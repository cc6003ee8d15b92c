//!
//! Configuration for an application: HTTP server settings, the global
//! middleware stack and log output.
//!
//! A configuration can be created in several ways:
//! - From an environment-specific TOML file via `Config::from_rust_env` or `Config::from_toml_file`
//! - From a TOML string via `Config::from_toml` or `str::parse`
//! - Programmatically, starting from `Config::default()` and the `with_*` methods
//!
//! TOML text may reference environment variables as `{{ VAR_NAME }}`; they are
//! substituted before parsing.
//!
//! The process environment proper (`RUST_ENV`, `PORT`, `DB_URL`, `JWT_SECRET`)
//! is read separately into an [`AppEnv`].
//!
mod env;
mod http;
mod logging;

pub use env::*;
pub use http::*;
pub use logging::*;

pub use byte_unit::Byte;

use {
    crate::{Error, Result, utils::replace_handlebars_with_env},
    serde::Deserialize,
    std::{fs, str::FromStr, time::Duration},
};

#[derive(Debug, Clone, Deserialize)]
pub struct Config {
    #[serde(default)]
    pub http: HttpConfig,
    #[serde(default)]
    pub logging: LoggingConfig,
}

impl Default for Config {
    ///
    /// Loads `config/{RUST_ENV}.toml`, falling back to built-in defaults when
    /// `RUST_ENV` is unset or the file cannot be read or parsed.
    ///
    fn default() -> Self {
        match Self::from_rust_env() {
            Ok(config) => config,
            Err(_) => Config {
                http: HttpConfig::default(),
                logging: LoggingConfig::default(),
            },
        }
    }
}

impl Config {
    ///
    /// Loads the configuration file named after the RUST_ENV environment variable.
    ///
    pub fn from_rust_env() -> Result<Config> {
        Self::from_toml_file(std::env::var("RUST_ENV")?)
    }

    ///
    /// Loads `config/{env}.toml`, substituting environment variables.
    ///
    pub fn from_toml_file(env: impl AsRef<str>) -> Result<Config> {
        let path = format!("config/{}.toml", env.as_ref());
        let text = fs::read_to_string(path)?;
        Self::from_toml(&text)
    }

    pub fn from_toml(toml_str: &str) -> Result<Config> {
        toml_str.parse()
    }

    /// Applies the process environment. `PORT` replaces the bind port.
    pub fn with_app_env(mut self, env: &AppEnv) -> Self {
        self.http.bind_port = env.port;
        self
    }

    pub fn with_bind_addr<S: AsRef<str>>(mut self, addr: S) -> Self {
        self.http.bind_addr = addr.as_ref().into();
        self
    }

    pub fn with_bind_port(mut self, port: u16) -> Self {
        self.http.bind_port = port;
        self
    }

    /// Sets the prefix prepended to every controller route.
    pub fn with_global_prefix<S: AsRef<str>>(mut self, prefix: S) -> Self {
        self.http.global_prefix = prefix.as_ref().into();
        self
    }

    pub fn with_request_timeout(mut self, timeout: Duration) -> Self {
        self.http.request_timeout = Some(timeout);
        self
    }

    pub fn with_max_payload_size_bytes(mut self, size: u64) -> Self {
        self.http.max_payload_size_bytes = Byte::from_u64(size);
        self
    }

    pub fn with_liveness_route(mut self, route: &str) -> Self {
        self.http.liveness_route = route.into();
        self
    }

    pub fn with_log_format(mut self, format: LogFormat) -> Self {
        self.logging.format = format;
        self
    }

    pub fn with_cors_config(mut self, cors_config: HttpCorsConfig) -> Self {
        self.http.cors = Some(cors_config);
        self
    }

    /// Installs only the listed global middleware.
    pub fn with_included_middlewares(mut self, middlewares: Vec<HttpMiddleware>) -> Self {
        self.http.middleware = Some(HttpMiddlewareConfig::Include(middlewares));
        self
    }

    /// Installs every global middleware except the listed ones.
    pub fn with_excluded_middlewares(mut self, middlewares: Vec<HttpMiddleware>) -> Self {
        self.http.middleware = Some(HttpMiddlewareConfig::Exclude(middlewares));
        self
    }

    pub fn validate(&self) -> Result<()> {
        self.http.validate()?;
        self.logging.validate()?;
        Ok(())
    }

    ///
    /// Installs the global tracing subscriber for the configured log format.
    /// The filter comes from `RUST_LOG`. Installing twice is a no-op.
    ///
    pub fn setup_tracing(&self) {
        use tracing_subscriber::{EnvFilter, prelude::*};
        let env_filter = EnvFilter::from_default_env();
        match self.logging.format {
            LogFormat::Json => {
                let _ = tracing_subscriber::registry()
                    .with(tracing_subscriber::fmt::layer().json())
                    .with(env_filter)
                    .try_init();
            }
            LogFormat::Default => {
                let _ = tracing_subscriber::registry()
                    .with(tracing_subscriber::fmt::layer())
                    .with(env_filter)
                    .try_init();
            }
            LogFormat::Compact => {
                let _ = tracing_subscriber::registry()
                    .with(tracing_subscriber::fmt::layer().compact())
                    .with(env_filter)
                    .try_init();
            }
            LogFormat::Pretty => {
                let _ = tracing_subscriber::registry()
                    .with(tracing_subscriber::fmt::layer().pretty())
                    .with(env_filter)
                    .try_init();
            }
        }
    }
}

impl FromStr for Config {
    type Err = Error;
    fn from_str(s: &str) -> Result<Self> {
        let text = replace_handlebars_with_env(s);
        Ok(toml::from_str::<Config>(&text)?)
    }
}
—————
• [Your assignment]: Copy out every line in the records where the word "Deserialize" is found.

• [Response to this exercise]:
    serde::Deserialize,
#[derive(Debug, Clone, Deserialize)]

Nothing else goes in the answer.